--- EXERCISE MATERIALS ---

//! Loom interception configuration.
//!
//! ```toml
//! visible_capacity = 5
//! max_layers = 16
//! lore_start = 6
//! defer_ticks = 1
//! record_key = "tapestry:extended_patterns"
//! lore_prefix = "§7"
//! layer_viewer = false
//! ```
//!
//! Every field is optional; missing fields take the defaults above.

use std::fmt;
use std::path::{Path, PathBuf};
use std::str::FromStr;

use serde::{Deserialize, Serialize};
use thiserror::Error;

/// Errors that can occur when loading configuration.
#[derive(Debug, Error)]
pub enum ConfigError {
	/// Error parsing TOML syntax or field types.
	#[error("TOML parse error: {0}")]
	Toml(#[from] toml::de::Error),

	/// Error reading a configuration file.
	#[error("I/O error reading {path}: {error}")]
	Io {
		/// Path to the file that failed to read.
		path: PathBuf,
		/// The underlying I/O error.
		error: std::io::Error,
	},

	/// The record key is malformed.
	#[error(transparent)]
	RecordKey(#[from] RecordKeyError),

	/// Capacities contradict each other.
	#[error("invalid capacity: {0}")]
	InvalidCapacity(String),
}

/// Result type for configuration operations.
pub type Result<T> = std::result::Result<T, ConfigError>;

/// Malformed `namespace:key` string.
#[derive(Debug, Clone, PartialEq, Eq, Error)]
#[error("invalid record key '{key}': {reason}")]
pub struct RecordKeyError {
	/// The rejected input.
	pub key: String,
	/// What was wrong with it.
	pub reason: &'static str,
}

/// Namespaced key of the overflow record in an item's side-channel store.
///
/// Namespaces allow `[a-z0-9._-]`; keys additionally allow `/`.
#[derive(Debug, Clone, PartialEq, Eq, Hash, PartialOrd, Ord, Serialize, Deserialize)]
#[serde(try_from = "String", into = "String")]
pub struct RecordKey {
	namespace: String,
	key: String,
}

impl RecordKey {
	/// Default key used by the loom interception.
	pub const DEFAULT: &'static str = "tapestry:extended_patterns";

	/// Builds a key from its two halves.
	pub fn new(namespace: &str, key: &str) -> std::result::Result<Self, RecordKeyError> {
		let err = |reason| RecordKeyError {
			key: format!("{namespace}:{key}"),
			reason,
		};
		if namespace.is_empty() {
			return Err(err("empty namespace"));
		}
		if key.is_empty() {
			return Err(err("empty key"));
		}
		if !namespace.chars().all(|c| is_key_char(c, false)) {
			return Err(err("namespace may only contain [a-z0-9._-]"));
		}
		if !key.chars().all(|c| is_key_char(c, true)) {
			return Err(err("key may only contain [a-z0-9._-/]"));
		}
		Ok(Self {
			namespace: namespace.to_owned(),
			key: key.to_owned(),
		})
	}

	/// Returns the namespace half.
	pub fn namespace(&self) -> &str {
		&self.namespace
	}

	/// Returns the key half.
	pub fn key(&self) -> &str {
		&self.key
	}
}

fn is_key_char(c: char, allow_slash: bool) -> bool {
	matches!(c, 'a'..='z' | '0'..='9' | '.' | '_' | '-') || (allow_slash && c == '/')
}

impl Default for RecordKey {
	fn default() -> Self {
		Self {
			namespace: "tapestry".to_owned(),
			key: "extended_patterns".to_owned(),
		}
	}
}

impl FromStr for RecordKey {
	type Err = RecordKeyError;

	fn from_str(s: &str) -> std::result::Result<Self, Self::Err> {
		let Some((namespace, key)) = s.split_once(':') else {
			return Err(RecordKeyError {
				key: s.to_owned(),
				reason: "expected 'namespace:key'",
			});
		};
		Self::new(namespace, key)
	}
}

impl TryFrom<String> for RecordKey {
	type Error = RecordKeyError;

	fn try_from(value: String) -> std::result::Result<Self, Self::Error> {
		value.parse()
	}
}

impl From<RecordKey> for String {
	fn from(key: RecordKey) -> Self {
		key.to_string()
	}
}

impl fmt::Display for RecordKey {
	fn fmt(&self, f: &mut fmt::Formatter<'_>) -> fmt::Result {
		write!(f, "{}:{}", self.namespace, self.key)
	}
}

/// Capacities and presentation settings for the loom interception.
#[derive(Debug, Clone, PartialEq, Eq, Serialize, Deserialize)]
#[serde(default, deny_unknown_fields)]
pub struct LoomConfig {
	/// Layers the loom is allowed to see while a banner is inside it.
	pub visible_capacity: usize,
	/// Hard cap on a banner's layer count after restoration.
	pub max_layers: usize,
	/// First layer index described in lore; lore exists only past this index.
	pub lore_start: usize,
	/// Run-loop turns to wait before inspecting the input slot.
	pub defer_ticks: u64,
	/// Side-channel key holding the overflow record.
	pub record_key: RecordKey,
	/// Formatting prefix prepended to every lore line.
	pub lore_prefix: String,
	/// Whether the layer viewer is exposed.
	pub layer_viewer: bool,
}

impl Default for LoomConfig {
	fn default() -> Self {
		Self {
			visible_capacity: 5,
			max_layers: 16,
			lore_start: 6,
			defer_ticks: 1,
			record_key: RecordKey::default(),
			lore_prefix: "§7".to_owned(),
			layer_viewer: false,
		}
	}
}

impl LoomConfig {
	/// Parses and validates a TOML document.
	pub fn from_toml_str(input: &str) -> Result<Self> {
		let config: Self = toml::from_str(input)?;
		config.validate()?;
		Ok(config)
	}

	/// Reads, parses and validates a TOML file.
	pub fn load(path: &Path) -> Result<Self> {
		let input = std::fs::read_to_string(path).map_err(|error| ConfigError::Io {
			path: path.to_path_buf(),
			error,
		})?;
		Self::from_toml_str(&input)
	}

	/// Checks that capacities are consistent.
	pub fn validate(&self) -> Result<()> {
		if self.visible_capacity == 0 {
			return Err(ConfigError::InvalidCapacity("visible_capacity must be at least 1".into()));
		}
		if self.max_layers < self.visible_capacity {
			return Err(ConfigError::InvalidCapacity(format!(
				"max_layers ({}) is below visible_capacity ({})",
				self.max_layers, self.visible_capacity
			)));
		}
		if u32::try_from(self.max_layers).is_err() {
			return Err(ConfigError::InvalidCapacity(format!("max_layers ({}) does not fit a record header", self.max_layers)));
		}
		Ok(())
	}
}
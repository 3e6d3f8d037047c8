//! Static catalog for banner layers.
//!
//! Maps [`PatternType`]s to their heraldic display names and formats raw dye
//! color names for item lore. Everything here is pure and allocation-light;
//! the table is declared once in [`patterns`].

pub mod names;
pub mod patterns;

pub use names::{describe_layer, format_color_name};
pub use patterns::{PatternName, UNKNOWN_PATTERN, display_name, display_name_or_unknown, entries};
pub use tapestry_primitives::PatternType;
//! Run-loop primitives for single-threaded hosts.
//!
//! * [`DeferredQueue`] holds tasks that must run once on a later tick, which
//!   lets a handler observe host state after the host has finished its own
//!   recomputation for the current tick.
//! * [`pump`] turns host callbacks into explicit messages and dispatches them,
//!   strictly in arrival order, to one [`LoopHandler`].

pub mod pump;
mod tick;

pub use pump::{LoopClosed, LoopExit, LoopHandler, LoopInbox, LoopMessage, LoopPort, LoopReport, channel, run_loop};
pub use tick::DeferredQueue;
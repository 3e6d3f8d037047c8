use serde::{Deserialize, Serialize};
use strum::{EnumCount, EnumIter, FromRepr, IntoStaticStr};

/// Dye color of a banner layer.
///
/// Declaration order is the wire ordinal; do not reorder.
#[derive(
	Debug, Clone, Copy, PartialEq, Eq, Hash, PartialOrd, Ord, EnumCount, EnumIter, FromRepr, IntoStaticStr, Serialize, Deserialize,
)]
#[repr(u8)]
#[strum(serialize_all = "SCREAMING_SNAKE_CASE")]
#[serde(rename_all = "SCREAMING_SNAKE_CASE")]
pub enum DyeColor {
	White,
	Orange,
	Magenta,
	LightBlue,
	Yellow,
	Lime,
	Pink,
	Gray,
	LightGray,
	Cyan,
	Purple,
	Blue,
	Brown,
	Green,
	Red,
	Black,
}

impl DyeColor {
	/// Returns the wire ordinal.
	pub const fn ordinal(self) -> u8 {
		self as u8
	}

	/// Looks up a color by wire ordinal.
	pub fn from_ordinal(ordinal: u8) -> Option<Self> {
		Self::from_repr(ordinal)
	}

	/// Returns the raw enum name, e.g. `LIGHT_BLUE`.
	pub fn as_raw_name(self) -> &'static str {
		self.into()
	}
}

#[cfg(test)]
mod tests {
	use strum::IntoEnumIterator;

	use super::*;

	#[test]
	fn ordinals_are_dense() {
		for (i, color) in DyeColor::iter().enumerate() {
			assert_eq!(color.ordinal() as usize, i);
			assert_eq!(DyeColor::from_ordinal(color.ordinal()), Some(color));
		}
		assert_eq!(DyeColor::from_ordinal(DyeColor::COUNT as u8), None);
	}

	#[test]
	fn raw_names_are_screaming_snake() {
		assert_eq!(DyeColor::LightBlue.as_raw_name(), "LIGHT_BLUE");
		assert_eq!(DyeColor::White.as_raw_name(), "WHITE");
		assert_eq!(DyeColor::LightGray.as_raw_name(), "LIGHT_GRAY");
	}
}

---

**TRY IT**: Where a line of the records has the string "White", return that line.

**SOLUTION FOR THIS TASK**:
	White,
		assert_eq!(DyeColor::White.as_raw_name(), "WHITE");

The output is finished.